According to our experiments (Sect. 4.2), the number of 1,000 ants is an adequate value because it is used with the early convergence option of the REPEAT-UNTIL loop. Furthermore, the number of rules converged is an indication of pheromone saturation and does not seem to be a sensitive parameter as long as it is not a very small number. Likewise, the number of uncovered samples used for termination of WHILE loop is used to avoid rules with very low coverage and does not seem sensitive if it is restricted to a small value. The relationship between α, β, and ρ is complex and needs to be analyzed experimentally.

In order to get some indication of the influence of α, β, and ρ on the performance of AntMiner-C, different combinations of these parameters are used, and the accuracy results are reported in Table 10. The results of Table 10 are obtained by running AntMiner-C for one fold only. The results are highest when ρ = 0.15, α = 1, and β = 3.

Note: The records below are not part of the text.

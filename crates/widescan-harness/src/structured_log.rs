//! Structured logging contract for widescan verification workflows.
//!
//! Provides:
//! - [`LogEntry`]: canonical JSONL log record with required + optional fields.
//! - [`ArtifactIndex`]: links logs to fixture artifacts with SHA-256 integrity.
//! - [`LogEmitter`]: writes JSONL lines to a file or stdout.
//! - [`validate_log_line`]: validates a single JSONL line against the schema.
//! - [`validate_log_file`]: validates an entire JSONL file.

use serde::{Deserialize, Serialize};
use std::io::Write;
use std::path::Path;

// ---------------------------------------------------------------------------
// Log entry
// ---------------------------------------------------------------------------

/// Severity level for log entries.
#[derive(Debug, Clone, Copy, PartialEq, Eq, Serialize, Deserialize)]
#[serde(rename_all = "lowercase")]
pub enum LogLevel {
    Debug,
    Info,
    Warn,
    Error,
}

/// Test/verification outcome.
#[derive(Debug, Clone, Copy, PartialEq, Eq, Serialize, Deserialize)]
#[serde(rename_all = "lowercase")]
pub enum Outcome {
    Pass,
    Fail,
    Error,
}

/// Evidence stream / workflow domain.
#[derive(Debug, Clone, Copy, PartialEq, Eq, Serialize, Deserialize)]
#[serde(rename_all = "lowercase")]
pub enum StreamKind {
    Unit,
    Conformance,
    Perf,
}

/// Canonical structured log entry.
///
/// Required fields: `timestamp`, `trace_id`, `level`, `event`.
/// Optional fields carry per-case context for verification workflows.
#[derive(Debug, Clone, Serialize, Deserialize)]
pub struct LogEntry {
    // Required
    pub timestamp: String,
    pub trace_id: String,
    pub level: LogLevel,
    pub event: String,

    // Optional
    #[serde(skip_serializing_if = "Option::is_none")]
    pub stream: Option<StreamKind>,
    #[serde(skip_serializing_if = "Option::is_none")]
    pub case: Option<String>,
    #[serde(skip_serializing_if = "Option::is_none")]
    pub outcome: Option<Outcome>,
    #[serde(skip_serializing_if = "Option::is_none")]
    pub detail: Option<String>,
}

impl LogEntry {
    /// A minimal entry with the required fields set.
    pub fn new(
        timestamp: impl Into<String>,
        trace_id: impl Into<String>,
        level: LogLevel,
        event: impl Into<String>,
    ) -> Self {
        Self {
            timestamp: timestamp.into(),
            trace_id: trace_id.into(),
            level,
            event: event.into(),
            stream: None,
            case: None,
            outcome: None,
            detail: None,
        }
    }
}

// ---------------------------------------------------------------------------
// Artifact index
// ---------------------------------------------------------------------------

/// One fixture or report artifact pinned by content hash.
#[derive(Debug, Clone, Serialize, Deserialize)]
pub struct ArtifactEntry {
    pub path: String,
    pub sha256: String,
}

/// Links a verification run to the exact artifact bytes it used.
#[derive(Debug, Clone, Serialize, Deserialize, Default)]
pub struct ArtifactIndex {
    pub trace_id: String,
    pub artifacts: Vec<ArtifactEntry>,
}

impl ArtifactIndex {
    pub fn push(&mut self, path: impl Into<String>, bytes: &[u8]) {
        self.artifacts.push(ArtifactEntry {
            path: path.into(),
            sha256: crate::fixtures::sha256_hex(bytes),
        });
    }
}

// ---------------------------------------------------------------------------
// Emission and validation
// ---------------------------------------------------------------------------

/// Writes JSONL entries to any sink.
pub struct LogEmitter<W: Write> {
    sink: W,
}

impl<W: Write> LogEmitter<W> {
    pub fn new(sink: W) -> Self {
        Self { sink }
    }

    /// Serialize one entry as a JSONL line.
    pub fn emit(&mut self, entry: &LogEntry) -> Result<(), crate::HarnessError> {
        let line = serde_json::to_string(entry)?;
        writeln!(self.sink, "{line}")?;
        Ok(())
    }
}

/// Validate a single JSONL line: parses as a [`LogEntry`] and carries
/// non-empty required fields.
pub fn validate_log_line(line: &str) -> Result<LogEntry, String> {
    let entry: LogEntry =
        serde_json::from_str(line).map_err(|e| format!("not a log entry: {e}"))?;
    if entry.timestamp.is_empty() {
        return Err("empty timestamp".into());
    }
    if entry.trace_id.is_empty() {
        return Err("empty trace_id".into());
    }
    if entry.event.is_empty() {
        return Err("empty event".into());
    }
    Ok(entry)
}

/// Validate every line of a JSONL file. Returns the entries, or the
/// first offending line number and reason.
pub fn validate_log_file(path: &Path) -> Result<Vec<LogEntry>, String> {
    let content = std::fs::read_to_string(path).map_err(|e| format!("read {path:?}: {e}"))?;
    let mut entries = Vec::new();
    for (lineno, line) in content.lines().enumerate() {
        if line.trim().is_empty() {
            continue;
        }
        let entry =
            validate_log_line(line).map_err(|reason| format!("line {}: {reason}", lineno + 1))?;
        entries.push(entry);
    }
    Ok(entries)
}

#[cfg(test)]
mod tests {
    use super::*;

    #[test]
    fn test_emit_and_validate_round_trip() {
        let mut buf = Vec::new();
        {
            let mut emitter = LogEmitter::new(&mut buf);
            let mut entry = LogEntry::new("0", "t-1", LogLevel::Info, "case_result");
            entry.case = Some("two_ints".into());
            entry.outcome = Some(Outcome::Pass);
            emitter.emit(&entry).unwrap();
        }
        let line = String::from_utf8(buf).unwrap();
        let entry = validate_log_line(line.trim()).unwrap();
        assert_eq!(entry.event, "case_result");
        assert_eq!(entry.outcome, Some(Outcome::Pass));
    }

    #[test]
    fn test_validate_rejects_missing_fields() {
        assert!(validate_log_line("{}").is_err());
        assert!(
            validate_log_line(r#"{"timestamp":"","trace_id":"t","level":"info","event":"e"}"#)
                .is_err()
        );
        assert!(validate_log_line("not json").is_err());
    }

    #[test]
    fn test_artifact_index_hashes() {
        let mut index = ArtifactIndex {
            trace_id: "t-2".into(),
            ..Default::default()
        };
        index.push("fixtures/wscanf.json", b"abc");
        assert_eq!(
            index.artifacts[0].sha256,
            "ba7816bf8f01cfea414140de5dae2223b00361a396177a9cb410ff61f20015ad"
        );
    }
}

Table 10 One fold accuracy results for different combinations of ρ, α, and β

4.8 Number of probability calculations

An important aspect of AntMiner-C is its potential for extracting rules from high-dimensional data sets in reasonable time. The nature of the heuristic function (Eq. 4) combined with the fact that the class is selected prior to the rule construction reduces the search space considerably. It assigns the value of zero to all terms that do not occur together for a given class in the training samples of the data set. The heuristic matrix is calculated once and remains fixed for one complete execution of the REPEAT-UNTIL loop.

The most costly computation in the algorithm, which is done repeatedly, is the probability equation (Eq. 3). The counter of its utilization gives a direct indication of the amount of search space that an ant has had to consider. We present some probability equation usage counts in Fig. 5 that provide an indication of the reduction in search space of AntMiner-C and also highlight its performance improvement over AntMiner. The sets used in this limited experiment are Iris, Wine, and Dermatology with 4, 13, and 33 attributes, respectively. The experiment was run for one fold only. The ratios of overall probability calls of AntMiner and AntMiner-C for the three data sets are 11.07, 6.06, and 8.35, respectively.

Fig. 5

Probability equation usage counts for Iris, Wine, and Dermatology with 4, 13, and 33 attributes, respectively. The experiment was run for one fold only. The results provide an indication of the reduction in search space of AntMiner-C and also highlight its performance improvement over AntMiner

5 Conclusions and future work

Previously, ACO has been used to discover classification rules from data sets. This paper proposes a new algorithm whose main highlight is the use of a heuristic function based on the correlation between the recently added term and the term to be added in the rule. We check the performance of the algorithm on a suite of twelve data sets. The experimental results show that the proposed approach achieves higher accuracy rate and has fast convergence speed.

For future work, the optimal values of parameters can be investigated more thoroughly and some general guidelines may be proposed by analyzing the experimental results. Another direction of research can be to use a heuristic function that considers the correlation between all of the selected terms and the next term to be added. For this purpose, a new search space will have to be proposed.

Finally, we would like to refer to the knowledge fusion problem that deals with the cohesion of extracted knowledge with the domain knowledge provided by experts. The rules extracted by the algorithm for a given data set may not completely adhere to the available domain knowledge. There might be missing, redundant, and unjustifiable (misleading) rules. In [27], the AntMiner+ is extended to incorporate hard constraints of the domain knowledge by modifying the search space and the soft constraints by influencing the heuristic values. The same modifications are possible in AntMiner-C and seem to be an interesting direction for future study.